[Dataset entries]
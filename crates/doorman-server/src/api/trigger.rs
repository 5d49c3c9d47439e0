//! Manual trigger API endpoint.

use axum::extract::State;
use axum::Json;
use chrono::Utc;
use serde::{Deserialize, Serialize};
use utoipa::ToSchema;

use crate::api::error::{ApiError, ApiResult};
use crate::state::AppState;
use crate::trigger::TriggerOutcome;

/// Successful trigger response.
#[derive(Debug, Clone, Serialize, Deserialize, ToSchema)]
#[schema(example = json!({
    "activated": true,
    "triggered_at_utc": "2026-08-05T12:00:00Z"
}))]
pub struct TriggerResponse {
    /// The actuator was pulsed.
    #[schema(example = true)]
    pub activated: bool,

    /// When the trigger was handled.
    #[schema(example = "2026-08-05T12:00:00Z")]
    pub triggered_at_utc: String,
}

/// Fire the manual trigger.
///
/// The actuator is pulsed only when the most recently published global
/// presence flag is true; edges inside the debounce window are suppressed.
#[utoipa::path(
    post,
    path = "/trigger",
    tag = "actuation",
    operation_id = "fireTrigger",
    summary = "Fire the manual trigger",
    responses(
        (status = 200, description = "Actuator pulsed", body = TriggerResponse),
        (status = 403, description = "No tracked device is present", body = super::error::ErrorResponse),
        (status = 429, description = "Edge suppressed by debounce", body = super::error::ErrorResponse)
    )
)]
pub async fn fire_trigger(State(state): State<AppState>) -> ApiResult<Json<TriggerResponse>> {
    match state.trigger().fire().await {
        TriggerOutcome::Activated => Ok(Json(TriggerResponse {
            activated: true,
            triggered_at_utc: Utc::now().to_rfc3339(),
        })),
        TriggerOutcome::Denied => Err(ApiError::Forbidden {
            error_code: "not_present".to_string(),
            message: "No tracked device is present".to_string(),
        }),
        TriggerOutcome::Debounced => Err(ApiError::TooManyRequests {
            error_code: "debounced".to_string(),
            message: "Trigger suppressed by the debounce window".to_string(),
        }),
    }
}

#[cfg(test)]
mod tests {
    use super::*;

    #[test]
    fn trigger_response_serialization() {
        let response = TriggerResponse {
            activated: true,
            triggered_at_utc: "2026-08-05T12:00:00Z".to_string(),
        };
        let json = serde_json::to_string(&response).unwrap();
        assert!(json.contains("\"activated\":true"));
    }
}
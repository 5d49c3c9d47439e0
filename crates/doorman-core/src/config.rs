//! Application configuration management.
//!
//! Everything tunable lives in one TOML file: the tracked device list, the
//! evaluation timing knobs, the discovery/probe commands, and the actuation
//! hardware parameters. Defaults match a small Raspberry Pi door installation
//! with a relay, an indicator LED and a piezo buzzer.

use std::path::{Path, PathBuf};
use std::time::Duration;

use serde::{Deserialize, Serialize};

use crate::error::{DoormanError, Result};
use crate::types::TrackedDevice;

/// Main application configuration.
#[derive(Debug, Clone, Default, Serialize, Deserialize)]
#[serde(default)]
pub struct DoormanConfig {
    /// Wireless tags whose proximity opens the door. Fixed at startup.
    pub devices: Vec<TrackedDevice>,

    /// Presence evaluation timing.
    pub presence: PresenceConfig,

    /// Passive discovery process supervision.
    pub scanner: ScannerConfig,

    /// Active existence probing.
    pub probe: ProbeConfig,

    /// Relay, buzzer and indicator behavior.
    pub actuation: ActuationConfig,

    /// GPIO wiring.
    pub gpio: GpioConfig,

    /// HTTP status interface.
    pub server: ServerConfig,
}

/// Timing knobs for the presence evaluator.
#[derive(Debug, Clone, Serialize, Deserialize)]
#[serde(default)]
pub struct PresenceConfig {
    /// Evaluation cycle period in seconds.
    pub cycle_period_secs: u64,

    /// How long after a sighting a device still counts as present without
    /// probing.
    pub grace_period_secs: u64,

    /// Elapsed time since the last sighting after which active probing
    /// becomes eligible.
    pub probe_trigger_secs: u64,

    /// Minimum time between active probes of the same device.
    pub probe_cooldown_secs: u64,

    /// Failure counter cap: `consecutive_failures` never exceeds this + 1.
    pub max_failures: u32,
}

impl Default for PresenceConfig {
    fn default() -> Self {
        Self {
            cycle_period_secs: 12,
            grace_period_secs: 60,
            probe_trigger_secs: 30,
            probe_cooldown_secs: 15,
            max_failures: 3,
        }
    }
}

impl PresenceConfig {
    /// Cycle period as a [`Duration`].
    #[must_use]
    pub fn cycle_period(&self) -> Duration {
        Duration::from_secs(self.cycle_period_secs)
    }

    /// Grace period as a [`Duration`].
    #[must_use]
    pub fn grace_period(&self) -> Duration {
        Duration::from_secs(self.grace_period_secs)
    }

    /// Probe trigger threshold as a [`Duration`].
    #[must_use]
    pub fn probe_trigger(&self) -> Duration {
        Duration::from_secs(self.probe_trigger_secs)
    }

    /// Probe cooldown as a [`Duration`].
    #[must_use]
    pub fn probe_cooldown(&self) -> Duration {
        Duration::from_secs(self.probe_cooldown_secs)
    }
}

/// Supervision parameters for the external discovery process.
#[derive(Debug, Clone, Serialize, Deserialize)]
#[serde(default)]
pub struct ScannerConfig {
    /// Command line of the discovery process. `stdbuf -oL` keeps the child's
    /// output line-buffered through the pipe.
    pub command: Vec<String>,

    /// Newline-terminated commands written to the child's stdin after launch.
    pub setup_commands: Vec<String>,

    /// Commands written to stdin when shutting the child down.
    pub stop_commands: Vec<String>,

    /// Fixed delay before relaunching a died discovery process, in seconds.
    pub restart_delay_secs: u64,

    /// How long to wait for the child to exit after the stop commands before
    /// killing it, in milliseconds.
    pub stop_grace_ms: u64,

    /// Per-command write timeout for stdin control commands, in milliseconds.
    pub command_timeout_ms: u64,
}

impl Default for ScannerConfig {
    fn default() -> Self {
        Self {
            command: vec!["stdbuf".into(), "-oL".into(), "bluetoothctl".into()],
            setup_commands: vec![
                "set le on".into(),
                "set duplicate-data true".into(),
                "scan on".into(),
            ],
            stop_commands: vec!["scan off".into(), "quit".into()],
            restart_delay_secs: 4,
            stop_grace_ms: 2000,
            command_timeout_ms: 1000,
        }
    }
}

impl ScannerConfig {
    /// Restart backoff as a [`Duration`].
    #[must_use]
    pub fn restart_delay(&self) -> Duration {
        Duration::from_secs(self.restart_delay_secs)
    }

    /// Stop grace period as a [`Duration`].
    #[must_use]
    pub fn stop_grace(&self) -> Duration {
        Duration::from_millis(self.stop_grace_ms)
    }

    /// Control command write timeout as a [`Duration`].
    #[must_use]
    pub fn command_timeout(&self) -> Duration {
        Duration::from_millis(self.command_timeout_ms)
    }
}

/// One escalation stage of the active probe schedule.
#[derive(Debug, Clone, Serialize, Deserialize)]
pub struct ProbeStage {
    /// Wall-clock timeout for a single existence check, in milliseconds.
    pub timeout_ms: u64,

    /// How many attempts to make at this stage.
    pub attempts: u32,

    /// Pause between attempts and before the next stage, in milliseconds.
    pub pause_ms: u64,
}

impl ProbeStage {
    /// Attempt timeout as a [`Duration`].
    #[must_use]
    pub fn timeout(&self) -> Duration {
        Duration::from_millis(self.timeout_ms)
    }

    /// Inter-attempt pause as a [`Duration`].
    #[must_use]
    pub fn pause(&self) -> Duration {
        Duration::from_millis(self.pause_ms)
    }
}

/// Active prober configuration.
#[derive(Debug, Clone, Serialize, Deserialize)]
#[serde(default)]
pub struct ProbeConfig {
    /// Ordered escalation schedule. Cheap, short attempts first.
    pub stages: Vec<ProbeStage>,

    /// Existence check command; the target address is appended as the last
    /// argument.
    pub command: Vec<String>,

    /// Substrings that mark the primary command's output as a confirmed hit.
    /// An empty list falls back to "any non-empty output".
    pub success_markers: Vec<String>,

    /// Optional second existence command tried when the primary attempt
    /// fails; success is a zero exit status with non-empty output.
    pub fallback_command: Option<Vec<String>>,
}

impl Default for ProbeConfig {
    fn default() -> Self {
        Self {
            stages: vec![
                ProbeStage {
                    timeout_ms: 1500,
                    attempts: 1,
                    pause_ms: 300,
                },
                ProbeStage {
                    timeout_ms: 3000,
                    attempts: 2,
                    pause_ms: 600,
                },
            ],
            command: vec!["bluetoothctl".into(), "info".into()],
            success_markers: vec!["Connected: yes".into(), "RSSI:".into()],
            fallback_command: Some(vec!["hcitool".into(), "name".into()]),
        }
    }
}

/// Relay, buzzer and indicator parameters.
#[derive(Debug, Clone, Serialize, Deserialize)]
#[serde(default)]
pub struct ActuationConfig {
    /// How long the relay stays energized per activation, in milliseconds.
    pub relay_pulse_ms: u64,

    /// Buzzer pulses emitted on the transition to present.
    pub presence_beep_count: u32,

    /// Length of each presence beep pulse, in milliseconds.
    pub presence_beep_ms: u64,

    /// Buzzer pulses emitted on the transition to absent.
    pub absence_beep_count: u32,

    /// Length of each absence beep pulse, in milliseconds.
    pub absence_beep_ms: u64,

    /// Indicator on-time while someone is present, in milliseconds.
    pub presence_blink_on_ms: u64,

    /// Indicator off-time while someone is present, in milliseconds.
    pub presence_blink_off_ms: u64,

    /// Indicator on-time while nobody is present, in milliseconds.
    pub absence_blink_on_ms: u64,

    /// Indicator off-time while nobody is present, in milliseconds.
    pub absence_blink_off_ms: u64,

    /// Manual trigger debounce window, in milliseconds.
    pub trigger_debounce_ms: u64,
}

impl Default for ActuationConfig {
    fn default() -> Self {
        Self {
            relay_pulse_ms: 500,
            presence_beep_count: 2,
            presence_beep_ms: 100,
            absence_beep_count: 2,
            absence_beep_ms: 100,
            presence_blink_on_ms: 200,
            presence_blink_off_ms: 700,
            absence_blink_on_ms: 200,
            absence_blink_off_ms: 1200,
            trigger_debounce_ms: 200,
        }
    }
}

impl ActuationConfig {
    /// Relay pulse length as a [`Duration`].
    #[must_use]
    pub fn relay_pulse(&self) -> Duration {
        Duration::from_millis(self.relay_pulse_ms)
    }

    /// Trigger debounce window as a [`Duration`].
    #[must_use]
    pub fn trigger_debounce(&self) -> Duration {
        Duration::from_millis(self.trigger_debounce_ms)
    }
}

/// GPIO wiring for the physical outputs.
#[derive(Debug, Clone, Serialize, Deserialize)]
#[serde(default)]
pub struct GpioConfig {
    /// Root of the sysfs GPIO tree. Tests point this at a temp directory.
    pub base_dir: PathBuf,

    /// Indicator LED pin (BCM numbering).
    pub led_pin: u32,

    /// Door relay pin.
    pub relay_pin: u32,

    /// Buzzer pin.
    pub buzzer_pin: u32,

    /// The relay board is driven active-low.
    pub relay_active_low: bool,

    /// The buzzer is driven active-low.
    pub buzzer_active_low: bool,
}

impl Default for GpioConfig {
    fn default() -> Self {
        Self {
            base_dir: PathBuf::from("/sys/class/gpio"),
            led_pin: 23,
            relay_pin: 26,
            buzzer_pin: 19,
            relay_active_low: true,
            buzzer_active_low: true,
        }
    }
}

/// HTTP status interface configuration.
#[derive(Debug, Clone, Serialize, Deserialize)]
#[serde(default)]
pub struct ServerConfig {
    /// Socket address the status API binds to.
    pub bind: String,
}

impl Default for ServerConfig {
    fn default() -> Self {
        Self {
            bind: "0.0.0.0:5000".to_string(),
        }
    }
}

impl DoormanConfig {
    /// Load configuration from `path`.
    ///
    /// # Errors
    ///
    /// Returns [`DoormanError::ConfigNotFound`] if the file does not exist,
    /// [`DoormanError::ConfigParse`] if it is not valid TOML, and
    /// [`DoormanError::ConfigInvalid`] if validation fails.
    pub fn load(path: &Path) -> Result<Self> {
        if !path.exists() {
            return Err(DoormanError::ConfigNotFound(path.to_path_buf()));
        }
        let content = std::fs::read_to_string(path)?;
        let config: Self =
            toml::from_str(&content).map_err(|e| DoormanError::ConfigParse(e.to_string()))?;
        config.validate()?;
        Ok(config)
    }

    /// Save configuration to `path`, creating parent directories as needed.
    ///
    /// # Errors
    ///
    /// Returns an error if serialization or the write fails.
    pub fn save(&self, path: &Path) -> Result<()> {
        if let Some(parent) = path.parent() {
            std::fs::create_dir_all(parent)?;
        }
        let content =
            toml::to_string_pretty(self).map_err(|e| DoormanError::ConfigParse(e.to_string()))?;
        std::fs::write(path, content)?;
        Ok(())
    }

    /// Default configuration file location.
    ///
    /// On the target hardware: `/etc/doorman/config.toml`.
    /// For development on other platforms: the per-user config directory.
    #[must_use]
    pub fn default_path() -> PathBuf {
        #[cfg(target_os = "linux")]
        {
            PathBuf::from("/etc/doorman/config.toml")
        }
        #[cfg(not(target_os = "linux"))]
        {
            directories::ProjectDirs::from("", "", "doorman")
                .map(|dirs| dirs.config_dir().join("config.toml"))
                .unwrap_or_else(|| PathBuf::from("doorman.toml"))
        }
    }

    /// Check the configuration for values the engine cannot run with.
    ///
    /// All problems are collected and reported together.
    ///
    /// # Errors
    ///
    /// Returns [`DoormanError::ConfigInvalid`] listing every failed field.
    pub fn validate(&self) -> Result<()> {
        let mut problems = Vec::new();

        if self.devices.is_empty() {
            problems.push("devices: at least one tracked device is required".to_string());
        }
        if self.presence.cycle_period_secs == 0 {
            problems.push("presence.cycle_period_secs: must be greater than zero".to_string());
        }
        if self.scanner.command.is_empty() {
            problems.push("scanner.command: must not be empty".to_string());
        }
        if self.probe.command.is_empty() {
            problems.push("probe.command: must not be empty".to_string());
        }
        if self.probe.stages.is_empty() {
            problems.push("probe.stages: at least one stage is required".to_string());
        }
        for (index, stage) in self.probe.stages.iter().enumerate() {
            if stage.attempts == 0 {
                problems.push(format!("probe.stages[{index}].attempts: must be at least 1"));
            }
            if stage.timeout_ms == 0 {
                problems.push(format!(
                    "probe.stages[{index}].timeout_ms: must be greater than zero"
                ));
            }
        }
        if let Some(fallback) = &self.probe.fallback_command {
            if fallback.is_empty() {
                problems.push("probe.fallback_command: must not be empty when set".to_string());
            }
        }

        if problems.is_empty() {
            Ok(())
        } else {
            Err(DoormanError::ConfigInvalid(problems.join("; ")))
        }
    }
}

● **DIRECTIONS**
Using only the data above, copy out the lines that include the word "address".

● **SOLUTION**
    /// Existence check command; the target address is appended as the last
    /// Socket address the status API binds to.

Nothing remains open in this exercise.